Required work
Sort through the data and copy the lines holding the word "More".

Data shown
---+---
/// Stored row a save writes to
#[derive(Debug, Clone, Copy, PartialEq, Eq)]
pub enum SaveTarget {
    /// Overwrite the row with the same name and version, or insert one
    ByNameVersion,
    /// Overwrite the loaded row, renames included
    UpdateById(i64),
    /// Insert a new version derived from the loaded row
    NewVersion { source_id: i64 },
}

/// Read-only figures derived from a formula
#[derive(Debug, Clone, PartialEq, Serialize, Deserialize)]
pub struct FormulaSummary {
    pub total_percent: Decimal,
    pub non_qsp_percent: Decimal,
    pub qsp_percent: Decimal,
    pub is_over_limit: bool,
    pub total_weight: Decimal,
    pub cost_per_kilo: Decimal,
    pub line_count: usize,
    pub phase_totals: Vec<PhaseTotal>,
}

#[cfg(test)]
mod tests {
    use super::*;
    use std::str::FromStr;

    fn dec(s: &str) -> Decimal {
        Decimal::from_str(s).unwrap()
    }

    #[test]
    fn test_new_formula_defaults() {
        let formula = Formula::new("Crème hydratante");
        assert_eq!(formula.total_weight, dec("1000"));
        assert!(formula.lines.is_empty());
        assert!(formula.qsp_line().is_none());
        assert!(!formula.is_over_limit());
    }

    #[test]
    fn test_cost_per_kilo() {
        let mut formula = Formula::new("Sérum");
        let mut oil = FormulaLine::new("1", "MP001", "Huile de jojoba", dec("20"));
        oil.price_per_kilo = Some(dec("30"));
        let mut water = FormulaLine::new("1", "MP002", "Eau", dec("80"));
        water.price_per_kilo = Some(dec("0.5"));
        let unpriced = FormulaLine::new("2", "MP003", "Parfum", dec("1"));
        formula.lines = vec![oil, water, unpriced];

        // 30 * 20% + 0.5 * 80% = 6 + 0.4
        assert_eq!(formula.cost_per_kilo(), dec("6.4"));
    }

    #[test]
    fn test_line_cost_ignores_zero_percent() {
        let mut line = FormulaLine::new("1", "MP001", "Glycérine", Decimal::ZERO);
        line.price_per_kilo = Some(dec("4"));
        assert_eq!(line.cost_per_kilo(), None);
    }

    #[test]
    fn test_summary_over_limit() {
        let mut formula = Formula::new("Baume");
        formula.lines = vec![
            FormulaLine::new("", "A", "A", dec("30")),
            FormulaLine::new("", "B", "B", dec("30")),
            FormulaLine::new("", "C", "C", dec("50")),
        ];
        let summary = formula.summary();
        assert_eq!(summary.total_percent, dec("110"));
        assert!(summary.is_over_limit);
        assert_eq!(summary.qsp_percent, Decimal::ZERO);
        assert_eq!(summary.line_count, 3);
    }

    #[test]
    fn test_apply_failed_edit_leaves_formula_untouched() {
        let mut formula = Formula::new("Gel");
        formula.lines = vec![FormulaLine::new("1", "A", "A", dec("10"))];
        let before = formula.clone();

        let result = formula.apply(FormulaEdit::SetPercent {
            index: 5,
            value: "20".to_string(),
        });

        assert!(result.is_err());
        assert_eq!(formula, before);
    }

    #[test]
    fn test_rebalanced_restores_invariants() {
        let mut formula = Formula::new("Lotion");
        formula.total_weight = dec("200");
        formula.lines = vec![
            FormulaLine::new("2", "B", "B", dec("10")),
            FormulaLine::qsp("1", "EAU", "Eau"),
            FormulaLine::new("1", "A", "A", dec("15")),
        ];

        let formula = formula.rebalanced();

        assert!(formula.lines[0].is_qsp);
        assert_eq!(formula.lines[0].percent, dec("75"));
        assert_eq!(formula.lines[0].grams, dec("150"));
        assert_eq!(formula.lines[1].ingredient_code, "A");
        assert_eq!(formula.lines[1].grams, dec("30"));
        assert_eq!(formula.lines[2].ingredient_code, "B");
    }

    #[test]
    fn test_stock_indicator_round_trip() {
        for indicator in [
            StockIndicator::Neutral,
            StockIndicator::Red,
            StockIndicator::Green,
            StockIndicator::Blue,
        ] {
            assert_eq!(StockIndicator::parse(indicator.as_str()), Some(indicator));
        }
        assert_eq!(StockIndicator::parse("purple"), None);
    }

    #[test]
    fn test_formula_validation() {
        let mut formula = Formula::new("");
        assert!(formula.validate().is_err());

        formula.name = "Shampooing".to_string();
        formula.lines = vec![FormulaLine::new("12", "A", "A", dec("1"))];
        assert!(formula.validate().is_err());

        formula.lines[0].phase = "1".to_string();
        assert!(formula.validate().is_ok());

        formula.notes.ph = "x".repeat(51);
        assert!(formula.validate().is_err());
    }

    #[test]
    fn test_save_target() {
        let mut formula = Formula::new("Crème");
        formula.version = "2".to_string();
        assert_eq!(formula.save_target(None), SaveTarget::ByNameVersion);
        assert_eq!(formula.save_target(Some("1")), SaveTarget::ByNameVersion);

        formula.id = Some(7);
        assert_eq!(formula.save_target(None), SaveTarget::UpdateById(7));
        assert_eq!(formula.save_target(Some(" 2 ")), SaveTarget::UpdateById(7));
        assert_eq!(
            formula.save_target(Some("1")),
            SaveTarget::NewVersion { source_id: 7 }
        );
    }

    #[test]
    fn test_into_new_version_resets_stability() {
        let mut formula = Formula::new("Crème");
        formula.id = Some(7);
        formula.version = "2".to_string();
        formula.is_active = true;
        formula.notes.ph = "5.5".to_string();
        formula.stability = Stability::start(Utc::now());
        formula.lines = vec![FormulaLine::new("1", "A", "A", dec("10"))];

        let copy = formula.clone().into_new_version();
        assert_eq!(copy.id, None);
        assert!(!copy.is_active);
        assert!(!copy.stability.is_running());
        assert!(copy.stability.days.is_empty());
        assert_eq!(copy.notes, formula.notes);
        assert_eq!(copy.lines, formula.lines);
        assert_eq!(copy.version, "2");
    }

    #[test]
    fn test_prepared_for_keeps_loaded_row_state() {
        let mut formula = Formula::new("Crème");
        formula.id = Some(7);
        formula.version = "2".to_string();
        formula.is_active = true;
        formula.stability = Stability::start(Utc::now());
        let mut water = FormulaLine::new("1", "EAU", "Eau", Decimal::ZERO);
        water.is_qsp = true;
        formula.lines = vec![water, FormulaLine::new("1", "A", "A", dec("10"))];

        let renamed = Formula {
            name: "Crème riche".to_string(),
            ..formula.clone()
        };
        let target = renamed.save_target(Some("2"));
        let stored = renamed.prepared_for(target);
        assert_eq!(stored.id, Some(7));
        assert_eq!(stored.name, "Crème riche");
        assert!(stored.is_active);
        assert!(stored.stability.is_running());
        let qsp = stored.lines.iter().find(|l| l.is_qsp).map(|l| l.percent);
        assert_eq!(qsp, Some(dec("90")));

        formula.version = "3".to_string();
        let target = formula.save_target(Some("2"));
        let stored = formula.prepared_for(target);
        assert_eq!(stored.id, None);
        assert!(!stored.is_active);
        assert!(!stored.stability.is_running());
        assert_eq!(stored.version, "3");
    }

    #[test]
    fn test_cost_per_kilo_does_not_overflow() {
        let mut formula = Formula::new("Sérum");
        let mut line = FormulaLine::new("1", "A", "A", dec("50"));
        line.price_per_kilo = Some(Decimal::MAX);
        formula.lines = vec![line.clone(), line];
        assert_eq!(formula.lines[0].cost_per_kilo(), None);
        assert_eq!(formula.cost_per_kilo(), Decimal::ZERO);
    }
}
//! Route definitions for the Cosmetic Formulary API

use axum::{
    middleware,
    routing::{get, post},
    Router,
};

use crate::{handlers, middleware::auth_middleware, AppState};

/// Create API routes
pub fn api_routes(state: AppState) -> Router<AppState> {
    Router::new()
        // Health check (public)
        .route("/health", get(handlers::health_check))
        // Protected routes - formulas
        .nest("/formulas", formula_routes(state))
}

/// Formula routes (protected)
fn formula_routes(state: AppState) -> Router<AppState> {
    Router::new()
        .route(
            "/",
            get(handlers::list_formulas).post(handlers::save_formula),
        )
        .route("/new", get(handlers::new_formula))
        .route("/balance", post(handlers::balance_formula))
        .route(
            "/:formula_id",
            get(handlers::get_formula).delete(handlers::delete_formula),
        )
        .route("/:formula_id/activate", post(handlers::activate_formula))
        .route("/:formula_id/compare", get(handlers::compare_versions))
        .route("/:formula_id/summary", get(handlers::formula_summary))
        .route("/:formula_id/reports/inci", get(handlers::inci_report))
        .route("/:formula_id/reports/allergens", get(handlers::allergen_report))
        .route("/:formula_id/reports/ifra", get(handlers::ifra_report))
        .route_layer(middleware::from_fn_with_state(state, auth_middleware))
}
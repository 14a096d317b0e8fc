//! Side-by-side comparison of the versions of one formula
//!
//! Versions are matched line by line on the ingredient (code, or name when
//! the code is empty). Every cell is classified against a reference version.

use std::cmp::Ordering;
use std::collections::{BTreeSet, HashMap};

use rust_decimal::Decimal;
use serde::{Deserialize, Serialize};

use crate::models::{Formula, FormulaLine};

/// Identifier of a line across versions: its ingredient code, else its name
pub fn line_key(line: &FormulaLine) -> String {
    let code = line.ingredient_code.trim();
    if code.is_empty() {
        line.ingredient_name.trim().to_string()
    } else {
        code.to_string()
    }
}

/// Whether two lines carry the same ingredient, phase and quantities
pub fn lines_equal(a: &FormulaLine, b: &FormulaLine) -> bool {
    a.phase.trim() == b.phase.trim()
        && a.percent == b.percent
        && a.grams == b.grams
        && a.ingredient_code.trim() == b.ingredient_code.trim()
        && a.ingredient_name.trim() == b.ingredient_name.trim()
}

/// Order version labels numerically when both start with a number, as text otherwise
pub fn compare_version_labels(a: &str, b: &str) -> Ordering {
    let (a, b) = (a.trim(), b.trim());
    match (leading_number(a), leading_number(b)) {
        (Some(na), Some(nb)) => na.cmp(&nb),
        _ => a.cmp(b),
    }
}

/// Sort versions of a formula from oldest to newest label
pub fn sort_versions(versions: &mut [Formula]) {
    versions.sort_by(|a, b| compare_version_labels(&a.version, &b.version));
}

fn leading_number(label: &str) -> Option<i64> {
    let digits: String = label.chars().take_while(|c| c.is_ascii_digit()).collect();
    digits.parse().ok()
}

/// How a version's line relates to the reference version's line
#[derive(Debug, Clone, Copy, PartialEq, Eq, Serialize, Deserialize)]
#[serde(rename_all = "snake_case")]
pub enum LineChange {
    /// Cell of the reference version itself
    Reference,
    /// Same phase, quantities and ingredient as the reference
    Unchanged,
    /// Higher percentage than the reference
    More,
    /// Lower percentage than the reference
    Less,
    /// Same percentage, but phase or grams differ
    Modified,
    /// Absent from the reference
    Added,
    /// Absent from this version
    Missing,
}

/// One version's value for an ingredient
#[derive(Debug, Clone, PartialEq, Serialize, Deserialize)]
pub struct LineCell {
    pub percent: Option<Decimal>,
    pub change: LineChange,
}

/// One ingredient across all versions
#[derive(Debug, Clone, PartialEq, Serialize, Deserialize)]
pub struct LineComparison {
    pub key: String,
    pub display_name: String,
    pub cells: Vec<LineCell>,
}

/// One header field across all versions
#[derive(Debug, Clone, PartialEq, Serialize, Deserialize)]
pub struct ParameterComparison {
    pub parameter: String,
    pub values: Vec<String>,
    /// Per version: the value differs from the reference's
    pub differs_from_reference: Vec<bool>,
    /// Per version: the value differs from another non-reference version
    pub differs_between_others: Vec<bool>,
}

#[derive(Debug, Clone, PartialEq, Serialize, Deserialize)]
pub struct VersionHeader {
    pub id: Option<i64>,
    pub version: String,
    pub is_active: bool,
}

/// Comparison table of the versions of one formula
#[derive(Debug, Clone, PartialEq, Serialize, Deserialize)]
pub struct VersionComparison {
    pub reference: usize,
    pub versions: Vec<VersionHeader>,
    pub parameters: Vec<ParameterComparison>,
    pub lines: Vec<LineComparison>,
}

/// Header fields shown in a comparison, in display order
pub const COMPARED_PARAMETERS: &[&str] = &[
    "version",
    "improvement_goal",
    "formulator",
    "stability_start",
    "protocol",
    "appearance",
    "ph",
];

fn parameter_value(formula: &Formula, parameter: &str) -> String {
    let value = match parameter {
        "version" => &formula.version,
        "improvement_goal" => &formula.improvement_goal,
        "formulator" => &formula.formulator,
        "stability_start" => {
            return formula
                .stability
                .start_date
                .map(|d| d.date_naive().to_string())
                .unwrap_or_default();
        }
        "protocol" => &formula.notes.protocol,
        "appearance" => &formula.notes.appearance,
        "ph" => &formula.notes.ph,
        _ => return String::new(),
    };
    value.trim().to_string()
}

/// Compare versions against the one at index `reference`.
///
/// An out-of-range reference falls back to the first version. Ingredient rows
/// are ordered by key.
pub fn compare_versions(versions: &[Formula], reference: usize) -> VersionComparison {
    let reference = if reference < versions.len() { reference } else { 0 };

    let headers = versions
        .iter()
        .map(|f| VersionHeader {
            id: f.id,
            version: f.version.clone(),
            is_active: f.is_active,
        })
        .collect();

    let parameters = COMPARED_PARAMETERS
        .iter()
        .map(|name| compare_parameter(versions, reference, name))
        .collect();

    let maps: Vec<HashMap<String, &FormulaLine>> = versions
        .iter()
        .map(|f| {
            let mut map = HashMap::new();
            for line in &f.lines {
                map.entry(line_key(line)).or_insert(line);
            }
            map
        })
        .collect();

    let keys: BTreeSet<String> = maps.iter().flat_map(|m| m.keys().cloned()).collect();

    let lines = keys
        .into_iter()
        .map(|key| {
            let reference_line = maps.get(reference).and_then(|m| m.get(&key)).copied();
            let display_name = maps
                .iter()
                .find_map(|m| m.get(&key))
                .map(|l| {
                    let name = l.ingredient_name.trim();
                    if name.is_empty() {
                        l.ingredient_code.trim().to_string()
                    } else {
                        name.to_string()
                    }
                })
                .unwrap_or_else(|| key.clone());

            let cells = maps
                .iter()
                .enumerate()
                .map(|(i, m)| {
                    let line = m.get(&key).copied();
                    LineCell {
                        percent: line.map(|l| l.percent),
                        change: classify(line, reference_line, i == reference),
                    }
                })
                .collect();

            LineComparison {
                key,
                display_name,
                cells,
            }
        })
        .collect();

    VersionComparison {
        reference,
        versions: headers,
        parameters,
        lines,
    }
}

fn classify(
    line: Option<&FormulaLine>,
    reference_line: Option<&FormulaLine>,
    is_reference: bool,
) -> LineChange {
    match (line, reference_line) {
        (None, _) => LineChange::Missing,
        (Some(_), _) if is_reference => LineChange::Reference,
        (Some(_), None) => LineChange::Added,
        (Some(line), Some(reference)) => match line.percent.cmp(&reference.percent) {
            Ordering::Greater => LineChange::More,
            Ordering::Less => LineChange::Less,
            Ordering::Equal if lines_equal(line, reference) => LineChange::Unchanged,
            Ordering::Equal => LineChange::Modified,
        },
    }
}

fn compare_parameter(versions: &[Formula], reference: usize, name: &str) -> ParameterComparison {
    let values: Vec<String> = versions.iter().map(|f| parameter_value(f, name)).collect();
    let reference_value = values.get(reference).cloned().unwrap_or_default();
    let others = values.len().saturating_sub(1);

    let differs_from_reference = values
        .iter()
        .enumerate()
        .map(|(i, v)| i != reference && *v != reference_value)
        .collect();

    let differs_between_others = values
        .iter()
        .enumerate()
        .map(|(i, v)| {
            i != reference
                && others >= 2
                && values
                    .iter()
                    .enumerate()
                    .any(|(j, w)| j != reference && j != i && w != v)
        })
        .collect();

    ParameterComparison {
        parameter: name.to_string(),
        values,
        differs_from_reference,
        differs_between_others,
    }
}

#[cfg(test)]
mod tests {
    use super::*;
    use std::str::FromStr;

    fn dec(s: &str) -> Decimal {
        Decimal::from_str(s).unwrap()
    }

    fn version(id: i64, label: &str, lines: Vec<FormulaLine>) -> Formula {
        let mut formula = Formula::new("Crème de nuit");
        formula.id = Some(id);
        formula.version = label.to_string();
        formula.lines = lines;
        formula
    }

    fn row<'a>(comparison: &'a VersionComparison, key: &str) -> &'a LineComparison {
        comparison.lines.iter().find(|l| l.key == key).unwrap()
    }

    #[test]
    fn test_line_key_falls_back_to_name() {
        let coded = FormulaLine::new("1", " MP1 ", "Glycérine", dec("1"));
        let uncoded = FormulaLine::new("1", "", " Eau florale ", dec("1"));
        assert_eq!(line_key(&coded), "MP1");
        assert_eq!(line_key(&uncoded), "Eau florale");
    }

    #[test]
    fn test_lines_equal_ignores_padding() {
        let a = FormulaLine::new("1", "MP1", "Glycérine", dec("5"));
        let mut b = FormulaLine::new(" 1", "MP1 ", "Glycérine", dec("5.0"));
        assert!(lines_equal(&a, &b));

        b.phase = "2".to_string();
        assert!(!lines_equal(&a, &b));
    }

    #[test]
    fn test_version_labels_sort_numerically() {
        let mut versions = vec![
            version(1, "10", vec![]),
            version(2, "2", vec![]),
            version(3, "1", vec![]),
        ];
        sort_versions(&mut versions);
        let labels: Vec<&str> = versions.iter().map(|v| v.version.as_str()).collect();
        assert_eq!(labels, vec!["1", "2", "10"]);

        assert_eq!(compare_version_labels("b", "a"), Ordering::Greater);
        assert_eq!(compare_version_labels("2", "beta"), Ordering::Less);
    }

    #[test]
    fn test_compare_classifies_lines() {
        let v1 = version(
            1,
            "1",
            vec![
                FormulaLine::new("1", "MP1", "Glycérine", dec("5")),
                FormulaLine::new("1", "MP2", "Huile", dec("10")),
                FormulaLine::new("2", "MP3", "Parfum", dec("1")),
                FormulaLine::new("2", "MP4", "Conservateur", dec("0.5")),
            ],
        );
        let mut moved = FormulaLine::new("3", "MP3", "Parfum", dec("1"));
        moved.grams = dec("10");
        let v2 = version(
            2,
            "2",
            vec![
                FormulaLine::new("1", "MP1", "Glycérine", dec("5")),
                FormulaLine::new("1", "MP2", "Huile", dec("12")),
                moved,
                FormulaLine::new("2", "MP5", "Vitamine E", dec("0.2")),
            ],
        );

        let comparison = compare_versions(&[v1, v2], 0);

        assert_eq!(comparison.reference, 0);
        let keys: Vec<&str> = comparison.lines.iter().map(|l| l.key.as_str()).collect();
        assert_eq!(keys, vec!["MP1", "MP2", "MP3", "MP4", "MP5"]);

        assert_eq!(row(&comparison, "MP1").cells[0].change, LineChange::Reference);
        assert_eq!(row(&comparison, "MP1").cells[1].change, LineChange::Unchanged);
        assert_eq!(row(&comparison, "MP2").cells[1].change, LineChange::More);
        assert_eq!(row(&comparison, "MP2").cells[1].percent, Some(dec("12")));
        assert_eq!(row(&comparison, "MP3").cells[1].change, LineChange::Modified);
        assert_eq!(row(&comparison, "MP4").cells[1].change, LineChange::Missing);
        assert_eq!(row(&comparison, "MP4").cells[1].percent, None);
        assert_eq!(row(&comparison, "MP5").cells[0].change, LineChange::Missing);
        assert_eq!(row(&comparison, "MP5").cells[1].change, LineChange::Added);
        assert_eq!(row(&comparison, "MP5").display_name, "Vitamine E");
    }

    #[test]
    fn test_compare_against_later_reference() {
        let v1 = version(1, "1", vec![FormulaLine::new("1", "MP1", "A", dec("8"))]);
        let v2 = version(2, "2", vec![FormulaLine::new("1", "MP1", "A", dec("5"))]);

        let comparison = compare_versions(&[v1, v2], 1);
        let cells = &row(&comparison, "MP1").cells;
        assert_eq!(cells[0].change, LineChange::More);
        assert_eq!(cells[1].change, LineChange::Reference);

        let fallback = compare_versions(&comparison_versions(), 9);
        assert_eq!(fallback.reference, 0);
    }

    fn comparison_versions() -> Vec<Formula> {
        vec![version(1, "1", vec![]), version(2, "2", vec![])]
    }

    #[test]
    fn test_compare_parameters() {
        let mut v1 = version(1, "1", vec![]);
        v1.formulator = "Claire".to_string();
        let mut v2 = version(2, "2", vec![]);
        v2.formulator = "Claire".to_string();
        v2.notes.ph = "5.5".to_string();
        let mut v3 = version(3, "3", vec![]);
        v3.formulator = "Marc".to_string();
        v3.notes.ph = "5.5".to_string();

        let comparison = compare_versions(&[v1, v2, v3], 0);
        let param = |name: &str| {
            comparison
                .parameters
                .iter()
                .find(|p| p.parameter == name)
                .unwrap()
        };

        let formulator = param("formulator");
        assert_eq!(formulator.values, vec!["Claire", "Claire", "Marc"]);
        assert_eq!(formulator.differs_from_reference, vec![false, false, true]);
        assert_eq!(formulator.differs_between_others, vec![false, true, true]);

        let ph = param("ph");
        assert_eq!(ph.differs_from_reference, vec![false, true, true]);
        assert_eq!(ph.differs_between_others, vec![false, false, false]);
    }

    #[test]
    fn test_compare_no_versions() {
        let comparison = compare_versions(&[], 0);
        assert!(comparison.versions.is_empty());
        assert!(comparison.lines.is_empty());
        assert!(comparison.parameters.iter().all(|p| p.values.is_empty()));
    }
}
---+---
Answer to this task
    More,
            Ordering::Greater => LineChange::More,
        assert_eq!(row(&comparison, "MP2").cells[1].change, LineChange::More);
        assert_eq!(cells[0].change, LineChange::More);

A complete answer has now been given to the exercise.